‘So maybe it’s clean because they were going up there to stow their savings.’
Ferreira shrugged. ‘Maybe. It’s not a great place to lie low, is it?’
‘Didn’t take you long to find it.’
‘He’ll be well away by now,’ she said. ‘If he was with Lukas when he murdered Khalid he’ll know they’re caught. You wouldn’t hang around and chance him giving you up.’
‘It depends whether they agreed not to talk if they got caught. Tomas might know Lukas has no intention of telling us anything.’
‘He can’t know it for sure. Let’s say they made a pact, spat on their hands, did the blood-brother thing, whatever. Would you trust the strength of that promise if you were Tomas?’
‘I’d clear out,’ Zigic said.
In the office Grieves and Parr were standing in front of Asif Khalid’s board while she brought him up to speed on the recent developments. He nodded, mumbled, but didn’t look as if he was paying much attention. When she led him back to her computer he stifled a yawn.
Wahlia was hunched over his desk, eyes fixed on the screen, columns of print reflecting off his glasses.
‘OK, what’ve we got on Tomas Kaminski?’ Zigic asked.
Grieves piped up first. ‘I’ve found three more instances of him and our unidentified man –’
‘His name’s Lukas,’ Zigic said, dropping into a seat at one of the unmanned desks. ‘No surname and it’s not for definite, but we can stick with it until we know better. Go on.’
‘Tomas and Lukas were regulars at that cafe so I thought perhaps one of the staff might know something about them.’
‘Did you send someone round there?’
She hesitated. ‘No, sir. Not yet.’
Zigic turned to Wahlia. ‘Bobby, anything from customs?’
‘Still waiting,’ he said. ‘It’s Sunday, you know the deal. I said it’s a priority but every appeal they get is. Best guess, we won’t hear back until tomorrow morning.’
‘Unfortunately we don’t have the luxury of waiting,’ Zigic said. He rose from the chair again and went over to Asif Khalid’s board.

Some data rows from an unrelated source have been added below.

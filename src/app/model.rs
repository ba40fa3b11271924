//! Presentation model: what the screen shows and what the user asked for.
//!
//! `App` only owns view state (is the menu open, where is its cursor).
//! Transport state lives in the controller and is read through
//! `PlayerSnapshot` each frame.

use crate::catalog::Track;
use crate::config::ControlsSettings;
use crate::player::{PlaybackController, PlaybackResource, PlayerSession};

/// Something the user asked for, independent of how they asked.
#[derive(Debug, Clone, Copy, PartialEq)]
pub enum Intent {
    TogglePlay,
    Next,
    Previous,
    /// Open or close the track menu.
    Menu,
    /// The center button: play the highlighted track in the menu, otherwise
    /// play/pause.
    Select,
    MenuUp,
    MenuDown,
    VolumeUp,
    VolumeDown,
    SetVolume(f32),
    ToggleShuffle,
    ToggleLoop,
    Refresh,
    SelectTrack(usize),
    ScrubForward,
    ScrubBack,
    Quit,
}

/// What the runtime still has to do after an intent was applied.
#[derive(Debug, Clone, Copy, PartialEq, Eq)]
pub enum AppAction {
    None,
    /// Reload the catalog, bypassing the cache.
    Refresh,
    Quit,
}

/// Read-only view of everything the screen renders.
#[derive(Debug, Clone)]
pub struct PlayerSnapshot<'a> {
    pub tracks: &'a [Track],
    pub current_index: Option<usize>,
    pub current_track: Option<&'a Track>,
    pub is_playing: bool,
    pub current_time: f64,
    pub duration: f64,
    pub volume: f32,
    pub shuffle: bool,
    pub loop_track: bool,
    pub loading: bool,
    pub error: Option<String>,
}

impl<'a> PlayerSnapshot<'a> {
    pub fn new(
        session: &PlayerSession,
        tracks: &'a [Track],
        loading: bool,
        error: Option<String>,
    ) -> Self {
        let current_track = session.current_index.and_then(|i| tracks.get(i));
        Self {
            tracks,
            current_index: session.current_index,
            current_track,
            is_playing: session.is_playing,
            current_time: session.current_time,
            duration: session.duration,
            volume: session.volume,
            shuffle: session.shuffle,
            loop_track: session.loop_track,
            loading,
            error,
        }
    }

    /// Fraction of the track already played, in `[0, 1]`.
    pub fn progress(&self) -> f64 {
        if self.duration > 0.0 {
            (self.current_time / self.duration).clamp(0.0, 1.0)
        } else {
            0.0
        }
    }
}

#[derive(Debug, Default)]
pub struct App {
    pub menu_open: bool,
    pub menu_cursor: usize,
}

impl App {
    pub fn new() -> Self {
        Self::default()
    }

    /// Apply `intent` to the view state and, through `controller`, to the transport.
    pub fn handle<R: PlaybackResource>(
        &mut self,
        intent: Intent,
        controller: &mut PlaybackController<R>,
        controls: &ControlsSettings,
    ) -> AppAction {
        match intent {
            Intent::TogglePlay => controller.toggle_play(),
            Intent::Next => controller.next_track(),
            Intent::Previous => controller.prev_track(),
            Intent::Menu => self.toggle_menu(controller.session().current_index, controller.tracks().len()),
            Intent::Select => {
                if self.menu_open && !controller.tracks().is_empty() {
                    controller.select_track(self.menu_cursor);
                    self.menu_open = false;
                } else {
                    controller.toggle_play();
                }
            }
            Intent::MenuUp => self.move_cursor(-1, controller.tracks().len()),
            Intent::MenuDown => self.move_cursor(1, controller.tracks().len()),
            Intent::VolumeUp => {
                let v = controller.session().volume + controls.volume_step;
                controller.set_volume(v);
            }
            Intent::VolumeDown => {
                let v = controller.session().volume - controls.volume_step;
                controller.set_volume(v);
            }
            Intent::SetVolume(v) => controller.set_volume(v),
            Intent::ToggleShuffle => controller.toggle_shuffle(),
            Intent::ToggleLoop => controller.toggle_loop(),
            Intent::SelectTrack(i) => controller.select_track(i),
            Intent::ScrubForward => controller.seek_by(controls.scrub_seconds as f64),
            Intent::ScrubBack => controller.seek_by(-(controls.scrub_seconds as f64)),
            Intent::Refresh => return AppAction::Refresh,
            Intent::Quit => return AppAction::Quit,
        }
        AppAction::None
    }

    /// Open the menu on the current track, or close it.
    pub fn toggle_menu(&mut self, current: Option<usize>, len: usize) {
        self.menu_open = !self.menu_open;
        if self.menu_open {
            self.menu_cursor = current.filter(|&i| i < len).unwrap_or(0);
        }
    }

    /// Keep the cursor inside a list of `len` tracks.
    pub fn clamp_cursor(&mut self, len: usize) {
        self.menu_cursor = self.menu_cursor.min(len.saturating_sub(1));
    }

    fn move_cursor(&mut self, delta: isize, len: usize) {
        if !self.menu_open || len == 0 {
            return;
        }
        self.menu_cursor = self.menu_cursor.saturating_add_signed(delta).min(len - 1);
    }
}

There was a photograph of Tomas Kaminski tacked up there, lifted from Facebook judging by the beer in his hand and the idiotic grin. ‘Tomas is our only viable suspect right now and given the evidence from the CCTV on the night of Didi’s murder he’s looking solid, so we need to concentrate on tracking his movements.’
‘Does Sofia know where he is?’ Wahlia asked.

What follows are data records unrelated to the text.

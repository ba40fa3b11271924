//! Error taxonomy shared by the catalog, player and storage layers.
//!
//! None of these are fatal: catalog errors travel next to the best available
//! track list, playback and storage errors are logged and swallowed.

use thiserror::Error;

/// Why the catalog could not produce a fresh track list.
///
/// The `Display` text is what the screen shows when no cached fallback was
/// available; see `TrackCatalog::error_message` for the stale variants.
#[derive(Debug, Clone, PartialEq, Eq, Error)]
pub enum CatalogError {
    #[error("GitHub API rate limit exceeded. Please try again later.")]
    RateLimited,

    #[error("No /{folder} folder found. Add MP3 files to a \"{folder}\" folder in your repository.")]
    FolderNotFound { folder: String },

    #[error("No MP3 files found in /{folder} folder.")]
    NoTracksFound { folder: String },

    #[error("{0}")]
    FetchFailed(String),
}

/// Failure at the content-listing HTTP seam.
#[derive(Debug, Clone, PartialEq, Eq, Error)]
pub enum ListingError {
    /// Non-success HTTP status.
    #[error("GitHub API error: {0}")]
    Status(u16),

    #[error("Request failed: {0}")]
    Transport(String),

    #[error("Failed to parse listing: {0}")]
    Parse(String),
}

/// Playback failures. Logged only, the transport state machine keeps going.
#[derive(Debug, Error)]
pub enum PlaybackError {
    #[error("Failed to start playback: {0}")]
    StartFailed(String),

    #[error("Failed to fetch media: {0}")]
    Fetch(String),

    #[error("Failed to decode media: {0}")]
    Decode(String),

    #[error("No audio output device: {0}")]
    NoOutput(String),
}

/// Durable storage failures (quota, permissions, corrupt files).
#[derive(Debug, Error)]
pub enum StorageError {
    #[error("Storage unavailable: {0}")]
    Unavailable(String),

    #[error("Storage IO error: {0}")]
    Io(#[from] std::io::Error),

    #[error("Storage serialization error: {0}")]
    Serialize(#[from] serde_json::Error),
}
//! Where the player is deployed and which repository that implies.
//!
//! Everything here is a pure function of explicit inputs (host, path,
//! overrides) so it can be tested without touching the environment.

use tracing::warn;
use url::Url;

use crate::storage::{OWNER_OVERRIDE_KEY, REPO_OVERRIDE_KEY, Storage};

use super::model::RepoLocator;

const PAGES_SUFFIX: &str = ".github.io";

/// The host and path the player was served from.
#[derive(Debug, Clone, PartialEq, Eq)]
pub struct Deployment {
    pub host: String,
    pub path: String,
}

impl Deployment {
    pub fn new(host: impl Into<String>, path: impl Into<String>) -> Self {
        Self {
            host: host.into(),
            path: path.into(),
        }
    }

    /// Parse a site URL such as `https://alice.github.io/player/`.
    pub fn from_site_url(site_url: &str) -> Result<Self, url::ParseError> {
        let url = Url::parse(site_url)?;
        Ok(Self {
            host: url.host_str().unwrap_or_default().to_string(),
            path: url.path().to_string(),
        })
    }

    /// First non-empty path segment, if any.
    pub fn first_segment(&self) -> Option<&str> {
        self.path.split('/').find(|s| !s.is_empty())
    }

    /// Identity used to keep independently deployed instances apart in
    /// storage: host followed by the first path segment.
    pub fn origin_id(&self) -> String {
        format!("{}{}", self.host, self.first_segment().unwrap_or_default())
    }
}

/// Manually configured owner/repository, used when the host is not a
/// GitHub Pages domain.
#[derive(Debug, Clone, Default, PartialEq, Eq)]
pub struct SourceOverrides {
    pub owner: Option<String>,
    pub repo: Option<String>,
}

impl SourceOverrides {
    /// Read the two override keys. Storage failures count as "not set".
    pub fn from_storage(storage: &dyn Storage) -> Self {
        let read = |key: &str| match storage.get(key) {
            Ok(v) => v.filter(|s| !s.trim().is_empty()),
            Err(e) => {
                warn!(key, error = %e, "failed to read source override");
                None
            }
        };
        Self {
            owner: read(OWNER_OVERRIDE_KEY),
            repo: read(REPO_OVERRIDE_KEY),
        }
    }

    fn locator(&self) -> Option<RepoLocator> {
        match (&self.owner, &self.repo) {
            (Some(owner), Some(repo)) => Some(RepoLocator::new(owner.trim(), repo.trim())),
            _ => None,
        }
    }
}

/// Resolve the content source for `deployment`.
///
/// `<owner>.github.io/<repo>/...` maps to `owner/repo`; a bare
/// `<owner>.github.io` is the user site repository `owner/<owner>.github.io`.
/// Any other host needs both overrides, otherwise there is no source.
pub fn resolve_repo(deployment: &Deployment, overrides: &SourceOverrides) -> Option<RepoLocator> {
    let host = deployment.host.to_ascii_lowercase();
    if let Some(owner) = host.strip_suffix(PAGES_SUFFIX).filter(|o| !o.is_empty()) {
        let repo = match deployment.first_segment() {
            Some(segment) => segment.to_string(),
            None => format!("{owner}{PAGES_SUFFIX}"),
        };
        return Some(RepoLocator::new(owner, repo));
    }

    overrides.locator()
}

‘If she does she isn’t saying, but we’ll try and put some pressure on her tomorrow. Right now I want a thorough canvassing of the hotels and dosshouses around the city, concentrating on New England first. And this cafe they were using. Parr, that’s you.’
He didn’t look too happy with the job.
‘I know it’s Sunday and I know you’d rather be at home. So would the rest of us.’ Parr shifted uncomfortably in his seat. ‘The sooner you get started the sooner it’s done. Take what you need, grab some uniforms and get cracking.’
Parr drew himself up slowly and trudged out of the office.
‘Bobby, check back through Jelena and Gilbert’s Facebook messages and see if you can pin down when exactly Tomas is supposed to have left Sofia. Also, look for anything that suggests why it happened and how Sofia reacted.’ Wahlia nodded. ‘The line I got from Gilbert is that there was a fight but I think he’s hiding something. We need to know if Sofia is genuinely pissed off with Tomas or if she’s covering for him. Find me something to get her talking please.’
‘On it.’
‘Deb –’
‘Yes, sir?’
‘Bank records, employment details, all the basic stuff on Kaminski,’ Zigic said. ‘He was working through Pickman Nye but you’ll have to leave that for the morning. And track down his phone logs – Bobby can give you the number.’
He turned to Ferreira, saw her playing with her mobile, feet up on the bottom drawer of her desk.
‘Mel.’
‘Yeah?’ The phone on her desk started ringing. ‘Hold on.’
She answered it and immediately stood, listened for a few seconds, then swore towards the ceiling and slammed the receiver down again.
‘Lukas,’ she said, starting for the door.
Rita, the custody sergeant was waiting for them, red-faced in front of the main desk, one hand at her throat, clutching the gold crucifix which was usually tucked safely away inside her uniform shirt.
‘I don’t know how this happened.’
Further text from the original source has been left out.